- DATA EXTRACT
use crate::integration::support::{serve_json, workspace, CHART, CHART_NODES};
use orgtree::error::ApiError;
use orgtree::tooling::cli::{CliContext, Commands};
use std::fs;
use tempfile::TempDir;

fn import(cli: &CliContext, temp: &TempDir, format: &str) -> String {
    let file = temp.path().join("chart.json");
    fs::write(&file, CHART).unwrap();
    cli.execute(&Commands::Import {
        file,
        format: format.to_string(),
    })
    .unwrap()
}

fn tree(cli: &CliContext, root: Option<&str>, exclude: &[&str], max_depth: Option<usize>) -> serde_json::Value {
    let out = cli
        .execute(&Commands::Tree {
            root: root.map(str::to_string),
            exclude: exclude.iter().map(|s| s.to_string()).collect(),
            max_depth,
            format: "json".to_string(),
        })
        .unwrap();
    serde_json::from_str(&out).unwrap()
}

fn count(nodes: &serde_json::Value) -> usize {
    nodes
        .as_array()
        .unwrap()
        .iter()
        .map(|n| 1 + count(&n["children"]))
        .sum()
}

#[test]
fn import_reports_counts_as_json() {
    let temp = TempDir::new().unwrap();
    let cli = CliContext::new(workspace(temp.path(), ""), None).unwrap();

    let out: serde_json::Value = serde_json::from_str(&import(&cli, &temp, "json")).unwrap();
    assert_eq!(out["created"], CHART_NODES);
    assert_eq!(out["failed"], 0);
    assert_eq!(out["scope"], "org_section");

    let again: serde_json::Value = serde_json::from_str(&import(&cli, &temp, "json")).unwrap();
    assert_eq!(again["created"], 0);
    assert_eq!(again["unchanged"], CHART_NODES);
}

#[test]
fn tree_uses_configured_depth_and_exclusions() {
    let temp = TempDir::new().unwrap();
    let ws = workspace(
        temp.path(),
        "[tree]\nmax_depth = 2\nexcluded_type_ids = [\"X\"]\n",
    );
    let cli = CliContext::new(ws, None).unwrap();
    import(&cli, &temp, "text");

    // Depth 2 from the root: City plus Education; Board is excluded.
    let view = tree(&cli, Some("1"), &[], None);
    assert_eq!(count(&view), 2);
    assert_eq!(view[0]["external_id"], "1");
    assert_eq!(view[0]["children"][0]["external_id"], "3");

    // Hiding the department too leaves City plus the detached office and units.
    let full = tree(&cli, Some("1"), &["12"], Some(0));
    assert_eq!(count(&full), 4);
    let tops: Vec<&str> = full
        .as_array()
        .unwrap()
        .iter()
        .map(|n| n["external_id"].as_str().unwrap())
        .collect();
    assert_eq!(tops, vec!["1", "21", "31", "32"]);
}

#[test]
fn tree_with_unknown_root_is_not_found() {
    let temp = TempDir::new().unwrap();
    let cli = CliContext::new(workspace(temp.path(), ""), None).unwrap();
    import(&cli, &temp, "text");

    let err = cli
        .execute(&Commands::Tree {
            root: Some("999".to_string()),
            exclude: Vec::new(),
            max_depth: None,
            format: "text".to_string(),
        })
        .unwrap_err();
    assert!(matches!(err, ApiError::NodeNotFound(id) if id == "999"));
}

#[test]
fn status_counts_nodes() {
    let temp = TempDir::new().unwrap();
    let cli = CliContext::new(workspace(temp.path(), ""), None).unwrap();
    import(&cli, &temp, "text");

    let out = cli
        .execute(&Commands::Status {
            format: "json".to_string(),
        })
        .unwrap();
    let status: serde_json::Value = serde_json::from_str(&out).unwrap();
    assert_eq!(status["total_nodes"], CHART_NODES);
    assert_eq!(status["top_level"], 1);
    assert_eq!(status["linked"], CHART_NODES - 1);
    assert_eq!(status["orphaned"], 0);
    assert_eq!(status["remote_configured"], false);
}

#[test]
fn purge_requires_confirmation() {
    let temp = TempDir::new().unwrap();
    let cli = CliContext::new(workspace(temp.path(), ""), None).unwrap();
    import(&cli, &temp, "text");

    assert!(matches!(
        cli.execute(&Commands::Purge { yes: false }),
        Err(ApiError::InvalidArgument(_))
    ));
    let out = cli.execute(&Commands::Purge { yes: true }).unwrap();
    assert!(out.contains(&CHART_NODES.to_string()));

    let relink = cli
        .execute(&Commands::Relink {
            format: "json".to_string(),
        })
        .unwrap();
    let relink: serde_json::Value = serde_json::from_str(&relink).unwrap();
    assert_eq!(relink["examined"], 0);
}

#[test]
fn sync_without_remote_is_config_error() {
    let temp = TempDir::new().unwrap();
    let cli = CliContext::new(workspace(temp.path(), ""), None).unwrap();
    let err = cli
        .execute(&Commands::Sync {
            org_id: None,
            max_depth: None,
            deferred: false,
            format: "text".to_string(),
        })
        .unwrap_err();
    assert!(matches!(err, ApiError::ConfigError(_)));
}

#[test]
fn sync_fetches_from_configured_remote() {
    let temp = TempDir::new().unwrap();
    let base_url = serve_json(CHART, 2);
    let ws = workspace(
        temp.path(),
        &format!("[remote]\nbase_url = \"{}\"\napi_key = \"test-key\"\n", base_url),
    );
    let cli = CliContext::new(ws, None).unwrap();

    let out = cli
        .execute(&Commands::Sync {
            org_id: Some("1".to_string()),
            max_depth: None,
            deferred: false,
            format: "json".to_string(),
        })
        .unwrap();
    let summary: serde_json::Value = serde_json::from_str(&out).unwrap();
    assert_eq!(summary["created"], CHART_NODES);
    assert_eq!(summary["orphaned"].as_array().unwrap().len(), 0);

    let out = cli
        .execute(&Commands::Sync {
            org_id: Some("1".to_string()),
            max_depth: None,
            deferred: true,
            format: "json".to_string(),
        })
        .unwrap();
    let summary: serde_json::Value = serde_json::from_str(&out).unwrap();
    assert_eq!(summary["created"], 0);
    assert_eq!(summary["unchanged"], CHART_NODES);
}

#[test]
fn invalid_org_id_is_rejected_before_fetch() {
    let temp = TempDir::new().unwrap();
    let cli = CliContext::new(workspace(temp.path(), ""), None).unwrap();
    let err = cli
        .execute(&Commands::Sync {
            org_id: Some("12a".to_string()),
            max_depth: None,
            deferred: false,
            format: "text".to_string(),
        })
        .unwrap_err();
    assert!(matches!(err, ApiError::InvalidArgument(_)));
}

- BRIEF
Please retype all of the material above, keeping it exact.

- ANSWER SPACE
use crate::integration::support::{serve_json, workspace, CHART, CHART_NODES};
use orgtree::error::ApiError;
use orgtree::tooling::cli::{CliContext, Commands};
use std::fs;
use tempfile::TempDir;

fn import(cli: &CliContext, temp: &TempDir, format: &str) -> String {
    let file = temp.path().join("chart.json");
    fs::write(&file, CHART).unwrap();
    cli.execute(&Commands::Import {
        file,
        format: format.to_string(),
    })
    .unwrap()
}

fn tree(cli: &CliContext, root: Option<&str>, exclude: &[&str], max_depth: Option<usize>) -> serde_json::Value {
    let out = cli
        .execute(&Commands::Tree {
            root: root.map(str::to_string),
            exclude: exclude.iter().map(|s| s.to_string()).collect(),
            max_depth,
            format: "json".to_string(),
        })
        .unwrap();
    serde_json::from_str(&out).unwrap()
}

fn count(nodes: &serde_json::Value) -> usize {
    nodes
        .as_array()
        .unwrap()
        .iter()
        .map(|n| 1 + count(&n["children"]))
        .sum()
}

#[test]
fn import_reports_counts_as_json() {
    let temp = TempDir::new().unwrap();
    let cli = CliContext::new(workspace(temp.path(), ""), None).unwrap();

    let out: serde_json::Value = serde_json::from_str(&import(&cli, &temp, "json")).unwrap();
    assert_eq!(out["created"], CHART_NODES);
    assert_eq!(out["failed"], 0);
    assert_eq!(out["scope"], "org_section");

    let again: serde_json::Value = serde_json::from_str(&import(&cli, &temp, "json")).unwrap();
    assert_eq!(again["created"], 0);
    assert_eq!(again["unchanged"], CHART_NODES);
}

#[test]
fn tree_uses_configured_depth_and_exclusions() {
    let temp = TempDir::new().unwrap();
    let ws = workspace(
        temp.path(),
        "[tree]\nmax_depth = 2\nexcluded_type_ids = [\"X\"]\n",
    );
    let cli = CliContext::new(ws, None).unwrap();
    import(&cli, &temp, "text");

    // Depth 2 from the root: City plus Education; Board is excluded.
    let view = tree(&cli, Some("1"), &[], None);
    assert_eq!(count(&view), 2);
    assert_eq!(view[0]["external_id"], "1");
    assert_eq!(view[0]["children"][0]["external_id"], "3");

    // Hiding the department too leaves City plus the detached office and units.
    let full = tree(&cli, Some("1"), &["12"], Some(0));
    assert_eq!(count(&full), 4);
    let tops: Vec<&str> = full
        .as_array()
        .unwrap()
        .iter()
        .map(|n| n["external_id"].as_str().unwrap())
        .collect();
    assert_eq!(tops, vec!["1", "21", "31", "32"]);
}

#[test]
fn tree_with_unknown_root_is_not_found() {
    let temp = TempDir::new().unwrap();
    let cli = CliContext::new(workspace(temp.path(), ""), None).unwrap();
    import(&cli, &temp, "text");

    let err = cli
        .execute(&Commands::Tree {
            root: Some("999".to_string()),
            exclude: Vec::new(),
            max_depth: None,
            format: "text".to_string(),
        })
        .unwrap_err();
    assert!(matches!(err, ApiError::NodeNotFound(id) if id == "999"));
}

#[test]
fn status_counts_nodes() {
    let temp = TempDir::new().unwrap();
    let cli = CliContext::new(workspace(temp.path(), ""), None).unwrap();
    import(&cli, &temp, "text");

    let out = cli
        .execute(&Commands::Status {
            format: "json".to_string(),
        })
        .unwrap();
    let status: serde_json::Value = serde_json::from_str(&out).unwrap();
    assert_eq!(status["total_nodes"], CHART_NODES);
    assert_eq!(status["top_level"], 1);
    assert_eq!(status["linked"], CHART_NODES - 1);
    assert_eq!(status["orphaned"], 0);
    assert_eq!(status["remote_configured"], false);
}

#[test]
fn purge_requires_confirmation() {
    let temp = TempDir::new().unwrap();
    let cli = CliContext::new(workspace(temp.path(), ""), None).unwrap();
    import(&cli, &temp, "text");

    assert!(matches!(
        cli.execute(&Commands::Purge { yes: false }),
        Err(ApiError::InvalidArgument(_))
    ));
    let out = cli.execute(&Commands::Purge { yes: true }).unwrap();
    assert!(out.contains(&CHART_NODES.to_string()));

    let relink = cli
        .execute(&Commands::Relink {
            format: "json".to_string(),
        })
        .unwrap();
    let relink: serde_json::Value = serde_json::from_str(&relink).unwrap();
    assert_eq!(relink["examined"], 0);
}

#[test]
fn sync_without_remote_is_config_error() {
    let temp = TempDir::new().unwrap();
    let cli = CliContext::new(workspace(temp.path(), ""), None).unwrap();
    let err = cli
        .execute(&Commands::Sync {
            org_id: None,
            max_depth: None,
            deferred: false,
            format: "text".to_string(),
        })
        .unwrap_err();
    assert!(matches!(err, ApiError::ConfigError(_)));
}

#[test]
fn sync_fetches_from_configured_remote() {
    let temp = TempDir::new().unwrap();
    let base_url = serve_json(CHART, 2);
    let ws = workspace(
        temp.path(),
        &format!("[remote]\nbase_url = \"{}\"\napi_key = \"test-key\"\n", base_url),
    );
    let cli = CliContext::new(ws, None).unwrap();

    let out = cli
        .execute(&Commands::Sync {
            org_id: Some("1".to_string()),
            max_depth: None,
            deferred: false,
            format: "json".to_string(),
        })
        .unwrap();
    let summary: serde_json::Value = serde_json::from_str(&out).unwrap();
    assert_eq!(summary["created"], CHART_NODES);
    assert_eq!(summary["orphaned"].as_array().unwrap().len(), 0);

    let out = cli
        .execute(&Commands::Sync {
            org_id: Some("1".to_string()),
            max_depth: None,
            deferred: true,
            format: "json".to_string(),
        })
        .unwrap();
    let summary: serde_json::Value = serde_json::from_str(&out).unwrap();
    assert_eq!(summary["created"], 0);
    assert_eq!(summary["unchanged"], CHART_NODES);
}

#[test]
fn invalid_org_id_is_rejected_before_fetch() {
    let temp = TempDir::new().unwrap();
    let cli = CliContext::new(workspace(temp.path(), ""), None).unwrap();
    let err = cli
        .execute(&Commands::Sync {
            org_id: Some("12a".to_string()),
            max_depth: None,
            deferred: false,
            format: "text".to_string(),
        })
        .unwrap_err();
    assert!(matches!(err, ApiError::InvalidArgument(_)));
}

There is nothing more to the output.